Core analysis of tight rocks is a challenging task. In terms of fluid flow analysis, conventional techniques to determine absolute permeability commonly do not match field observations and provide a wide range of results. The low permeability of tight rocks makes the time to perform flow-through experiments impractical. Additionally, fluid flow in tight pores occurs at different flow regimes as determined by the Knudsen number. To calculate the apparent rock permeability, we use a lattice Boltzmann solver that accounts for high Knudsen number effects and validate the results against experimental data. Simulations for a range of Knudsen numbers up to 30 are performed on 3D microtubes for comparison to experiments. Overall, we observe that the apparent permeability can be up to two orders of magnitude higher than Darcy permeability in these cases.
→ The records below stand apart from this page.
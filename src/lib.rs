//! envboot - Python environment bootstrap.
//!
//! envboot creates a virtual environment when none is active, installs a
//! fixed, ordered list of packages into the active one, prints their
//! installed versions as JSON, and checks a package against a minimum
//! `major.minor` version.
//!
//! # Modules
//!
//! - [`cli`] - Command-line interface and argument parsing
//! - [`config`] - Configuration loading and validation
//! - [`environment`] - Active-environment detection and bootstrapping
//! - [`error`] - Error types and result aliases
//! - [`install`] - Package installation and the version report
//! - [`shell`] - External program execution
//! - [`toolchain`] - The seam to Python, pip, and package metadata
//! - [`ui`] - Terminal output
//! - [`version`] - Version parsing and minimum-version checks
//!
//! # Example
//!
//! ```
//! use envboot::toolchain::FakeToolchain;
//! use envboot::version::{check_minimum_version, MinimumVersion};
//!
//! let toolchain = FakeToolchain::new().with_version("torch", "2.2.0+cu118");
//! let check = check_minimum_version("torch", MinimumVersion::new(2, 2), &toolchain).unwrap();
//! assert_eq!(check.parsed, (2, 2));
//! ```

pub mod cli;
pub mod config;
pub mod environment;
pub mod error;
pub mod install;
pub mod shell;
pub mod toolchain;
pub mod ui;
pub mod version;

pub use error::{BootError, Result};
With the numerical solver validated for simple geometries, simulations on the complex pore space as obtained from FIB-SEM image stacks of clay rich sands and a shale sample are performed. Simulations on the shale sample with a calcite mineral matrix, kerogen, pores within the kerogen, and intergranular pores, show absolute permeability values of up to an order of magnitude higher than Darcy values. For the tight sands containing significant amounts of illite and chlorite clay between quartz grains, variations in absolute permeability by a factor of 5 were predicted at relevant conditions. While the accuracy of the numerical solver has been demonstrated, some uncertainty is still tied to the accuracy of the pore space representation from FIB-SEM images and subsequent pore structure extraction. Accurate assessment of permeability in unconventional reservoirs is needed for reservoir modeling and simulation and is critically dependent on the Knudsen number, especially for gas flow. Accurate modelling of fluid flow in unconventional reservoirs is essential for proper prediction of drainage patterns, which can impact decision such as well spacing, optimal lateral length, and completions style. The digital rock approach provides a significant amount of data in a very short time but must include high Knudsen number effects to provide reliability in low permeability rocks typical of unconventional reservoirs.